» **Problem statement**:
Among the lines of the records, please find those that contain the word "crate" and copy them.

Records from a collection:
※ ※ ※

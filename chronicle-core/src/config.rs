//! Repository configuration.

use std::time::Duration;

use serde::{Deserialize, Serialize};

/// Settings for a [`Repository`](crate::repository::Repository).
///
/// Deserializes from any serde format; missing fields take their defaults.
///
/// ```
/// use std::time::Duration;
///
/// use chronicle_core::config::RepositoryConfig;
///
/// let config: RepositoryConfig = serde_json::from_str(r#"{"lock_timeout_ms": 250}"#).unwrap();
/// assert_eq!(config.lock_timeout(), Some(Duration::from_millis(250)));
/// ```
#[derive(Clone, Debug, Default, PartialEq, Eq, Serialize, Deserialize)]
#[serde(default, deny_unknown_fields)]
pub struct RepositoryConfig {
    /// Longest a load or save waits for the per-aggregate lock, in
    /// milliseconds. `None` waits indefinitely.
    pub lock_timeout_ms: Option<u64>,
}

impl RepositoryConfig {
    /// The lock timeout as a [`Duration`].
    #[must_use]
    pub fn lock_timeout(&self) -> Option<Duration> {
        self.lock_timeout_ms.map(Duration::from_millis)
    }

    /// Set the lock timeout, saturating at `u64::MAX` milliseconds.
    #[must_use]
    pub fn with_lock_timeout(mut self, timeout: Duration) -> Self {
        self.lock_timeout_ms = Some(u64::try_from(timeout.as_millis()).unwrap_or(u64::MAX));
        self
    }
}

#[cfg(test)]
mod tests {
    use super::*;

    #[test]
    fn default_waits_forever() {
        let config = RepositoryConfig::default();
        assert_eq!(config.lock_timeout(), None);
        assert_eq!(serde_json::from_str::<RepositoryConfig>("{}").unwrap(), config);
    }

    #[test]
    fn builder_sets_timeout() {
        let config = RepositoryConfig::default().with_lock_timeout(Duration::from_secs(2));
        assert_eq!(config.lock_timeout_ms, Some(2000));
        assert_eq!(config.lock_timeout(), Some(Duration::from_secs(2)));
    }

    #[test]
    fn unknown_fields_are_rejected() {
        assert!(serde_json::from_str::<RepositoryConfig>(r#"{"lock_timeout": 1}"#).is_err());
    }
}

※ ※ ※

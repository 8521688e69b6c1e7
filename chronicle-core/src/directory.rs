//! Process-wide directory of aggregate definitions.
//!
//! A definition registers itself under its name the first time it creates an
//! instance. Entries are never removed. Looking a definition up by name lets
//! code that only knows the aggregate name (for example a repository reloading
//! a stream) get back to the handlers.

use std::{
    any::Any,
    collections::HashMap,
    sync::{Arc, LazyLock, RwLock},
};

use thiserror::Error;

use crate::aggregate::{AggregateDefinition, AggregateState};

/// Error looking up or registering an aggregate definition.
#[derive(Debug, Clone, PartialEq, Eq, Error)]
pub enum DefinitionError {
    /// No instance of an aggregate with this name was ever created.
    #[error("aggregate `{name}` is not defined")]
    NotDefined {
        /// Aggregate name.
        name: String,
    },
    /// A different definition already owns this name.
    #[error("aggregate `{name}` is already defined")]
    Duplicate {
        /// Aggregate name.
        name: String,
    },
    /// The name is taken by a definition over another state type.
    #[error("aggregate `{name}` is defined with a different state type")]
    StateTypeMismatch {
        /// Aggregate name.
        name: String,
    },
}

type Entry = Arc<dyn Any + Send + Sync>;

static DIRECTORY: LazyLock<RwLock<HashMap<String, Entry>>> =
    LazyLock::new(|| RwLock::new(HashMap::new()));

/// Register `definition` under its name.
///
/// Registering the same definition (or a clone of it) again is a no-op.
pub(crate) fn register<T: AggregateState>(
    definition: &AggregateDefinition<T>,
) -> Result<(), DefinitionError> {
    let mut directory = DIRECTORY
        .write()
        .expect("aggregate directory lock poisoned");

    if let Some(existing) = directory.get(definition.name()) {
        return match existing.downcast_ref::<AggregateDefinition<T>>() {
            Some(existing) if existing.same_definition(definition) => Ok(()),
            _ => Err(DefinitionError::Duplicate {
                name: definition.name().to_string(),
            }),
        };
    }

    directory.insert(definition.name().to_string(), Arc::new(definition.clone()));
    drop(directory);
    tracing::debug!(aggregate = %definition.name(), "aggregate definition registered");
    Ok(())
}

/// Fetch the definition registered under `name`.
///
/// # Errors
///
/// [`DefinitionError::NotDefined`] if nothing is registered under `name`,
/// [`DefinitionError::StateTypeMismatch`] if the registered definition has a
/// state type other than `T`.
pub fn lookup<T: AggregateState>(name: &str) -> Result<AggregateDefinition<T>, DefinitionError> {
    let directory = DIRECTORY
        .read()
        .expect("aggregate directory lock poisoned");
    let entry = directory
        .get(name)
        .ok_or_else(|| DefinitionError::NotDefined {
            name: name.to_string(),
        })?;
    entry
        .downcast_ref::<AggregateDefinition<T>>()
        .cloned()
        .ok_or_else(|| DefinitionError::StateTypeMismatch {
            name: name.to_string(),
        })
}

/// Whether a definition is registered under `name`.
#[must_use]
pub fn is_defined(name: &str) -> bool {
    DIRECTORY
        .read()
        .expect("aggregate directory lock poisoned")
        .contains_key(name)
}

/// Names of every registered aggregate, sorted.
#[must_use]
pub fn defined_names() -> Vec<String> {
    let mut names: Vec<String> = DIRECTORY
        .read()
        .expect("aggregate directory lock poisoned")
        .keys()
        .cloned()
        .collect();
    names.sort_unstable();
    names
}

※ ※ ※

» **Exercise answer**:
/// Settings for a [`Repository`](crate::repository::Repository).
use crate::aggregate::{AggregateDefinition, AggregateState};
pub(crate) fn register<T: AggregateState>(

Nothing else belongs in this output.